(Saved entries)
>>>>
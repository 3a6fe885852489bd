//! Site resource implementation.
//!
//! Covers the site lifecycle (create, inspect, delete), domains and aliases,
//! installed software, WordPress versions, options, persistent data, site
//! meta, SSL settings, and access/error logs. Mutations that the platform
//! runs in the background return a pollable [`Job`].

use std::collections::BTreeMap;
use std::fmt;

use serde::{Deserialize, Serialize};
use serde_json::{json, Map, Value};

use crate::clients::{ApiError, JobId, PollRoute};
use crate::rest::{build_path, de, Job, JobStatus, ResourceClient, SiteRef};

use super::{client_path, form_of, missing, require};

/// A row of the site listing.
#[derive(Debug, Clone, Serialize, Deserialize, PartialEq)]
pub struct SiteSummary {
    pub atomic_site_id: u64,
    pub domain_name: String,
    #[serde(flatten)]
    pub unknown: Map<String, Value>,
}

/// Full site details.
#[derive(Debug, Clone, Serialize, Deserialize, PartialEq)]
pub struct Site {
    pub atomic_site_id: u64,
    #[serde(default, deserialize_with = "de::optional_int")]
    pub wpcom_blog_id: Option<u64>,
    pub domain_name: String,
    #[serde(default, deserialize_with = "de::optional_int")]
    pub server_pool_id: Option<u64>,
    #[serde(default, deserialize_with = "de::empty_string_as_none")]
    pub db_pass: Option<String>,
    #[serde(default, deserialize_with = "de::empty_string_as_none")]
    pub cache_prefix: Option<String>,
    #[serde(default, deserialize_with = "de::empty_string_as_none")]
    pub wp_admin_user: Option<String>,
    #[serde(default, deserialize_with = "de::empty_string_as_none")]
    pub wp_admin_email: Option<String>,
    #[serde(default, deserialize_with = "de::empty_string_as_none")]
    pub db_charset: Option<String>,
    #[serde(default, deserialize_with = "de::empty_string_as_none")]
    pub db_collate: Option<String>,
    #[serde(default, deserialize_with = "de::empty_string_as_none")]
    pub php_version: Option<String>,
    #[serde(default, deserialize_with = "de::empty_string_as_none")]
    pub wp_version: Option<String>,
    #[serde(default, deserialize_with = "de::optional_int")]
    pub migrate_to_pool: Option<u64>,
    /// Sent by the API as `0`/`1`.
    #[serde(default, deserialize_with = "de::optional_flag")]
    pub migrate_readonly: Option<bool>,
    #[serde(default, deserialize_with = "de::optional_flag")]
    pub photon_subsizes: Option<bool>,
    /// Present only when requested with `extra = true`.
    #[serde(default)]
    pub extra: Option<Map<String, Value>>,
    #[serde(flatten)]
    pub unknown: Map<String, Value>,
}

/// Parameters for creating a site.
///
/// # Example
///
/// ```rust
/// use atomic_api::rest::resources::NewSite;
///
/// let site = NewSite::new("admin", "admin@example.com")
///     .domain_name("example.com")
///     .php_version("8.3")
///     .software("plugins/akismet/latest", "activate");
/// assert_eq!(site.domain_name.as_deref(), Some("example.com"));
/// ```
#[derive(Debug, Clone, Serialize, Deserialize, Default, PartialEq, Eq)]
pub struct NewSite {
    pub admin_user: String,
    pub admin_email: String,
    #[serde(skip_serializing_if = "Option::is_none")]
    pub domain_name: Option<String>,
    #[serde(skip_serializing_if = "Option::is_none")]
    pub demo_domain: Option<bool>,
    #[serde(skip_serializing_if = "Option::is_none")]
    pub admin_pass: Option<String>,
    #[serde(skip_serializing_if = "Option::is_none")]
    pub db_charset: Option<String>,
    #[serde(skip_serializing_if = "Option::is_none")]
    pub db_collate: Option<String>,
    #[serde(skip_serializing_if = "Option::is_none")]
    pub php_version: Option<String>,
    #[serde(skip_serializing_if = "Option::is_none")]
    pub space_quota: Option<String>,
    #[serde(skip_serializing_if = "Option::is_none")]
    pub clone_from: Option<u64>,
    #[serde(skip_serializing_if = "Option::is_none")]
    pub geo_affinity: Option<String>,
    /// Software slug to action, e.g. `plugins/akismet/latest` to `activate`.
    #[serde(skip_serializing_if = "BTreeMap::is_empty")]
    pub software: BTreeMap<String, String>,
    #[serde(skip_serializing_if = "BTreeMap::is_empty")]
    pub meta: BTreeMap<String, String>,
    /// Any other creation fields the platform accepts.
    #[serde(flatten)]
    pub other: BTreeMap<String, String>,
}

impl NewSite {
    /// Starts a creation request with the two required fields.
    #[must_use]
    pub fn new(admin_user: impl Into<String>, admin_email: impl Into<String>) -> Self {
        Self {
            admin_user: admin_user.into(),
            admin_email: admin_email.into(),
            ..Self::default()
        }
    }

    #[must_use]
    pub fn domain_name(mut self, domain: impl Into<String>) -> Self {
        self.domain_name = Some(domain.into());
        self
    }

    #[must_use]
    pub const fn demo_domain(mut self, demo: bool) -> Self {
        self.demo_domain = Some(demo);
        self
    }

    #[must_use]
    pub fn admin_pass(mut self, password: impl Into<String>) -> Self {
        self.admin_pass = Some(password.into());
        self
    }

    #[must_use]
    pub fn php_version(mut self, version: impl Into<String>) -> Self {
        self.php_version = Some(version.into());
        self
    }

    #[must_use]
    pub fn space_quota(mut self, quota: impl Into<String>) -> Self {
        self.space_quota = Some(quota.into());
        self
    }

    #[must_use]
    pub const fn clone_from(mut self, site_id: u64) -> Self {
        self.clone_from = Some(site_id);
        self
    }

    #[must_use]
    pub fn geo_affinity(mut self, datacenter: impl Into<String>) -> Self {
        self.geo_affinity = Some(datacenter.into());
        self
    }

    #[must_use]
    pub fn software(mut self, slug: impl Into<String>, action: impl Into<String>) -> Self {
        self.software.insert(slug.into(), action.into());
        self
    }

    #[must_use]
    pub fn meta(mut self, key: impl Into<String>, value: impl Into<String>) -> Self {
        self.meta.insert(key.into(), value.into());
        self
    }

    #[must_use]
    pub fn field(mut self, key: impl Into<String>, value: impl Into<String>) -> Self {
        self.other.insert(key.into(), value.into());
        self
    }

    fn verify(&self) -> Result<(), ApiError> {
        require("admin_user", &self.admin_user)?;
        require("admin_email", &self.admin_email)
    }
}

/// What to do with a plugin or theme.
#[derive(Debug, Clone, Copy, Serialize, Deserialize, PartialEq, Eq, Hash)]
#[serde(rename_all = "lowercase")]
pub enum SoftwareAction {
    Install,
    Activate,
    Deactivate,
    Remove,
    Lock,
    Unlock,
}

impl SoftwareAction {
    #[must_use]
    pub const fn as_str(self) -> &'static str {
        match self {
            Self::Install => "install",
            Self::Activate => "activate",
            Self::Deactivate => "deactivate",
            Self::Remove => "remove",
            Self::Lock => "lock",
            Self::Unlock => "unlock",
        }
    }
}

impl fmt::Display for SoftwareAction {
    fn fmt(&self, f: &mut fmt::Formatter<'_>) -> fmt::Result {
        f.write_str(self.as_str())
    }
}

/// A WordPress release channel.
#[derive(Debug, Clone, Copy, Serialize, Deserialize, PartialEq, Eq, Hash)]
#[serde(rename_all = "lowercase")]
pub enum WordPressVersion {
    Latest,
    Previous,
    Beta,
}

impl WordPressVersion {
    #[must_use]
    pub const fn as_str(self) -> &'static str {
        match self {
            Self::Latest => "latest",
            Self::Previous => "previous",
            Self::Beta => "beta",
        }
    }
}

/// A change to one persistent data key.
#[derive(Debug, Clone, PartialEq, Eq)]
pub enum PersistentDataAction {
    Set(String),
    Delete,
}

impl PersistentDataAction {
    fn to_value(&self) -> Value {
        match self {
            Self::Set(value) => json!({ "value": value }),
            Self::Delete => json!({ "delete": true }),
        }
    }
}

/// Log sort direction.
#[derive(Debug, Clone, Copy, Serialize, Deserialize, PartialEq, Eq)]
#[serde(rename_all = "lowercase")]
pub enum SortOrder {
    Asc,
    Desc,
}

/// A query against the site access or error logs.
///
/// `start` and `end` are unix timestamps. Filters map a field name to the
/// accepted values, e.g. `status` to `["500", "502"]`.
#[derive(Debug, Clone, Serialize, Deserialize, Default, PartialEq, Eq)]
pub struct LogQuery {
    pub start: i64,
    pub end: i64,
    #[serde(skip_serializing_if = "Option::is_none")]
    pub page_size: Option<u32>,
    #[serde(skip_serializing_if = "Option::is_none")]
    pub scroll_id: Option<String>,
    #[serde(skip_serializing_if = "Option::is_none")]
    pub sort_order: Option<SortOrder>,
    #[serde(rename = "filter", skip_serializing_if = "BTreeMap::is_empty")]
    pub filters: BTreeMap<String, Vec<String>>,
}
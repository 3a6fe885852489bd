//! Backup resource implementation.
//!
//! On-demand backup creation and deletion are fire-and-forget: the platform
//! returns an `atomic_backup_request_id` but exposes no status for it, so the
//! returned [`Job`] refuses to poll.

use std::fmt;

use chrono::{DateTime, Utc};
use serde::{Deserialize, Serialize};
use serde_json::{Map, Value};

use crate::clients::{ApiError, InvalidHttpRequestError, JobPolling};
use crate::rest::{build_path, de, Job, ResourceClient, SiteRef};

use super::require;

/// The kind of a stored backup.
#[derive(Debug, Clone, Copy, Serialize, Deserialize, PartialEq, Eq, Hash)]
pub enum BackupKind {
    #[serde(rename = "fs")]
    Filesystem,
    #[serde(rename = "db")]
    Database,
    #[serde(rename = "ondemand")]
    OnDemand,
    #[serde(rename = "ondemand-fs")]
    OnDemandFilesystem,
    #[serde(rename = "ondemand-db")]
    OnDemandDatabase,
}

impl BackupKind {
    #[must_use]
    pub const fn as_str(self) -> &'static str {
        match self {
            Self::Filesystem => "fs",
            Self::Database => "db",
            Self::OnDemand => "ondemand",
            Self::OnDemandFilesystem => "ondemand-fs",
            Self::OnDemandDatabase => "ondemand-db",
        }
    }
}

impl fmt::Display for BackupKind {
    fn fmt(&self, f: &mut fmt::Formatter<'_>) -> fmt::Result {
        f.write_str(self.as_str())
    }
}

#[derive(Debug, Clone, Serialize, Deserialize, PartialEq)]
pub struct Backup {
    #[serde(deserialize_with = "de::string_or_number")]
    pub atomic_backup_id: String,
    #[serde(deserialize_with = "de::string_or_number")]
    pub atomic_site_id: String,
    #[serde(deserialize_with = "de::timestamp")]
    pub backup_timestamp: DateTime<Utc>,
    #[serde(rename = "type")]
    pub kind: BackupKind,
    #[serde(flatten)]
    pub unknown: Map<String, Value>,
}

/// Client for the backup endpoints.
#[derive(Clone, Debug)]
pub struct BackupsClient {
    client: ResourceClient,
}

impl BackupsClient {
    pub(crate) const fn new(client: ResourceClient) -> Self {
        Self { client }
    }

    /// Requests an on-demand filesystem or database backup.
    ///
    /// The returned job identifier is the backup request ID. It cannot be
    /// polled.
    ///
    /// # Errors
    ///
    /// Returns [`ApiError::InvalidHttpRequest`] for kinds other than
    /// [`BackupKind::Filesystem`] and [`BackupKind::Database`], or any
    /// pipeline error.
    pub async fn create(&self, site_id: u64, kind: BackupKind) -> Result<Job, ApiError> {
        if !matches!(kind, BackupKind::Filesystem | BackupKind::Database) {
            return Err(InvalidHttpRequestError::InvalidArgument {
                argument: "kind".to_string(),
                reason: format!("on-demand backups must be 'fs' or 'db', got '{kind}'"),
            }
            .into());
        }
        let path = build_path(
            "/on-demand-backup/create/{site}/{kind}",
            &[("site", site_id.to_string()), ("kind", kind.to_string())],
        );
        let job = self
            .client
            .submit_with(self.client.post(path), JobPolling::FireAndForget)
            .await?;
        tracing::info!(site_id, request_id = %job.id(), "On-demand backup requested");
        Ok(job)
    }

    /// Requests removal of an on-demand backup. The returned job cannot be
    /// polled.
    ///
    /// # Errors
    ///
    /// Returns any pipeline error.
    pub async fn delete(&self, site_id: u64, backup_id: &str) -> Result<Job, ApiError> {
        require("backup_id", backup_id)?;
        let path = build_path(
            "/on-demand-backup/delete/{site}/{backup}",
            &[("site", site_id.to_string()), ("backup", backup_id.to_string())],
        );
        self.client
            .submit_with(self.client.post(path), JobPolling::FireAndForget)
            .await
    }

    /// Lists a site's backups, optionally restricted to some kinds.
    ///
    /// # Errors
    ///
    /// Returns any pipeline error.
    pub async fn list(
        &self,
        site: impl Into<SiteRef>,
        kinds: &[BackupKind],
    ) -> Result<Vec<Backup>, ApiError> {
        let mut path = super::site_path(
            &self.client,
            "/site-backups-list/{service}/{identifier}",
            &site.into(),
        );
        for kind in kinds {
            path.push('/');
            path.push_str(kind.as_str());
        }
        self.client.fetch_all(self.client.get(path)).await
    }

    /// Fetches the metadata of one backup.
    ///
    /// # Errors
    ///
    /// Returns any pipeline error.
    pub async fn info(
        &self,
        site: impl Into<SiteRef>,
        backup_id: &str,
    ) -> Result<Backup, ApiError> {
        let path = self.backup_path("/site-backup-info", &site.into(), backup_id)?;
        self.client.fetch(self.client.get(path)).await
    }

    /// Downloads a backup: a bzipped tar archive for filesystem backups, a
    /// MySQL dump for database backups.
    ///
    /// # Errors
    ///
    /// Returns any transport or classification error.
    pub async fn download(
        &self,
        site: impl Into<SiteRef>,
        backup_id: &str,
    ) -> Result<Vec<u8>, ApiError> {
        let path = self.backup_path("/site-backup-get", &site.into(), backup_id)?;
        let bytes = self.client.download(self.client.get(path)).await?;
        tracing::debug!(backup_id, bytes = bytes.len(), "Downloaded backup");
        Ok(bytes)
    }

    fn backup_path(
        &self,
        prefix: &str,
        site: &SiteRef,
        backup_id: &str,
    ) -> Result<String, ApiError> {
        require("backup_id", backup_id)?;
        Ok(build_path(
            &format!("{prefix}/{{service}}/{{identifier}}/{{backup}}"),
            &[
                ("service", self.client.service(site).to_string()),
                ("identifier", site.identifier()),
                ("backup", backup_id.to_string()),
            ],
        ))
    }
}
<<<<
Every line above with the word "DateTime" is to be copied out.

use chrono::{DateTime, Utc};
    pub backup_timestamp: DateTime<Utc>,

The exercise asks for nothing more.